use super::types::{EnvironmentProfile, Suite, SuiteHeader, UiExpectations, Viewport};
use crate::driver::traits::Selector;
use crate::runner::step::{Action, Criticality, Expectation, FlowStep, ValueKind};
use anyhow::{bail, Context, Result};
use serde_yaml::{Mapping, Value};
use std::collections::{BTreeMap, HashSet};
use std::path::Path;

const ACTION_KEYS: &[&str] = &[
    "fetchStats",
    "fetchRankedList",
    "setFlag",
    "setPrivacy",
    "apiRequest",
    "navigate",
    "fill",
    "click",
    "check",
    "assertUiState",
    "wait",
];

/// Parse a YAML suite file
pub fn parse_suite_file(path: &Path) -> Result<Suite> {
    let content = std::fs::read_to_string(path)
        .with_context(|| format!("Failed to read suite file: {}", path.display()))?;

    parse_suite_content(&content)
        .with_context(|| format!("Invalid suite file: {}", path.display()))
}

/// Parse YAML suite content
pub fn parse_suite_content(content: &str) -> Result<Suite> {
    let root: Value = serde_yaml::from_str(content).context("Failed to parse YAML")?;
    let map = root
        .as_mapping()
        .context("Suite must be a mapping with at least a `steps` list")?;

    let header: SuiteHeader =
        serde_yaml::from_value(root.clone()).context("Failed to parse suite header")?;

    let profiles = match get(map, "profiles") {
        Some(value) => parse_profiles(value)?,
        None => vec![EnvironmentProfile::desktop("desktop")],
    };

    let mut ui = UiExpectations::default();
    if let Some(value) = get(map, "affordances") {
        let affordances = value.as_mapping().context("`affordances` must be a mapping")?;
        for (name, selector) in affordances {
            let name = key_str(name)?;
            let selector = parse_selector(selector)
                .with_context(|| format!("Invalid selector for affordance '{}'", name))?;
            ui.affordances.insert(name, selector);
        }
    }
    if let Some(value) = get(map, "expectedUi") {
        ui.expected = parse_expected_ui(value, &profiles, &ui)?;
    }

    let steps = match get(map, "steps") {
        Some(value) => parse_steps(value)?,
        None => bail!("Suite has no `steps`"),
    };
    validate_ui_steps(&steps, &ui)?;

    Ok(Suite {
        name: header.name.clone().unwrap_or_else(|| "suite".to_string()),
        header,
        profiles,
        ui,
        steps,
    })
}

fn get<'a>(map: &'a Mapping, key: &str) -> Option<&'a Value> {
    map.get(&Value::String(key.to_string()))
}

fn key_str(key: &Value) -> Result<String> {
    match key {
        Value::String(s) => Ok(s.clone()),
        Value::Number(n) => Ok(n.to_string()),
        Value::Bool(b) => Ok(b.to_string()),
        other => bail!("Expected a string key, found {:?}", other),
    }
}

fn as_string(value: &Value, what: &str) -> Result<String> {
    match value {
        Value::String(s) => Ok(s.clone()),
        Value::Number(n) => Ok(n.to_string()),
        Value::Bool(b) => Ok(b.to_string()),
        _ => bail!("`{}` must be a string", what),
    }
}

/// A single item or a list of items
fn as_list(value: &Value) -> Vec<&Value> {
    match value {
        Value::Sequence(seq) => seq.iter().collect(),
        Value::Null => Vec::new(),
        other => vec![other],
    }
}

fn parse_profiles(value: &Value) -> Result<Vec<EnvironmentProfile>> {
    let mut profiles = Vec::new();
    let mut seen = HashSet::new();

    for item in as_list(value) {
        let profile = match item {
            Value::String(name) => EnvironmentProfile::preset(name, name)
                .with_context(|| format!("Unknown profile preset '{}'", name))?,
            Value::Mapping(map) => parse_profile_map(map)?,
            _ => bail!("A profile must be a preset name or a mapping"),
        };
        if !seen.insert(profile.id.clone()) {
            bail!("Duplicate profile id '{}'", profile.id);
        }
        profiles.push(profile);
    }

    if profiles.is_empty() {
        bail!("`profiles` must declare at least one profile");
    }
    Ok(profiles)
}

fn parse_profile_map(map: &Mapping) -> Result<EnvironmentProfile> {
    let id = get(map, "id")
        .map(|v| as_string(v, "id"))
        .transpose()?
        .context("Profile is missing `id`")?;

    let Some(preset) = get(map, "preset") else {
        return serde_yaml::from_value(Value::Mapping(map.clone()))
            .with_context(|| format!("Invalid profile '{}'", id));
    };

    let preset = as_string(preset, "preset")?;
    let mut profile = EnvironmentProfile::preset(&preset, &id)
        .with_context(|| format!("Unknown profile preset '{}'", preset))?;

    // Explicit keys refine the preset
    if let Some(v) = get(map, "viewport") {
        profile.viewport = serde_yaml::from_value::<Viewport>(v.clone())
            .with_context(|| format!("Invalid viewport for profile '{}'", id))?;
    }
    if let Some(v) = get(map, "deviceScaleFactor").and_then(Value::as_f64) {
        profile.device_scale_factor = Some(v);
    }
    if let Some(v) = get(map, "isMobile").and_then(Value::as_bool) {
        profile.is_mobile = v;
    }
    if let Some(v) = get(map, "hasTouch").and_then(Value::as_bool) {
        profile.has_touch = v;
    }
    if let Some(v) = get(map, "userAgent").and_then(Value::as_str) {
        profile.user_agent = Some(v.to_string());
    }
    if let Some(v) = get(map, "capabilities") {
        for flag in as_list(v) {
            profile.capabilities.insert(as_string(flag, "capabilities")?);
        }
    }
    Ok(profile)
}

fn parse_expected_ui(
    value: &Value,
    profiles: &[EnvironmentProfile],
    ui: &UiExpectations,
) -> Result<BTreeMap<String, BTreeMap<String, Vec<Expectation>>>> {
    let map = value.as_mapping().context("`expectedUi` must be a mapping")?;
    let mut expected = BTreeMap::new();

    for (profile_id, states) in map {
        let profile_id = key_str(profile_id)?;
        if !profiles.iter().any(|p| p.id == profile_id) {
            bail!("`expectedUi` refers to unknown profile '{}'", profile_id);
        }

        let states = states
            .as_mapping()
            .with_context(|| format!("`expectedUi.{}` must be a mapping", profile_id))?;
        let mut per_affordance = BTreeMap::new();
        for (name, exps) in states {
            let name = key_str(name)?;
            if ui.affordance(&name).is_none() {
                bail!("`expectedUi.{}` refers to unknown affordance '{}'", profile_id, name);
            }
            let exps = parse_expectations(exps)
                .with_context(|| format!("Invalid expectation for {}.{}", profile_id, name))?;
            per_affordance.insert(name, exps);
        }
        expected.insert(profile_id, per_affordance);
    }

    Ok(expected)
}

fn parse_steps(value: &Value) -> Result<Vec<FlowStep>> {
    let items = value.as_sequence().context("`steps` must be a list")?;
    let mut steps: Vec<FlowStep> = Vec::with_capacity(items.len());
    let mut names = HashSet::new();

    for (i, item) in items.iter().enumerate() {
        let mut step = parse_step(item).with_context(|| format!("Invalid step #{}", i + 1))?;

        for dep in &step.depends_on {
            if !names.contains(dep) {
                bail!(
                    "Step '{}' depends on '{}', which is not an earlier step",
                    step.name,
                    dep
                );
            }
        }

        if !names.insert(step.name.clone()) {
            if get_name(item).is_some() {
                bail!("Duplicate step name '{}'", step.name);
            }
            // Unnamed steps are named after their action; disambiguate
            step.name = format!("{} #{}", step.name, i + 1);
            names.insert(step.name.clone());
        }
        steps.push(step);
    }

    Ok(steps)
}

## TASK GOAL
Copy all lines from the listing that contain "iter".

## FINISHED EXERCISE
        Value::Sequence(seq) => seq.iter().collect(),
        if !profiles.iter().any(|p| p.id == profile_id) {
    for (i, item) in items.iter().enumerate() {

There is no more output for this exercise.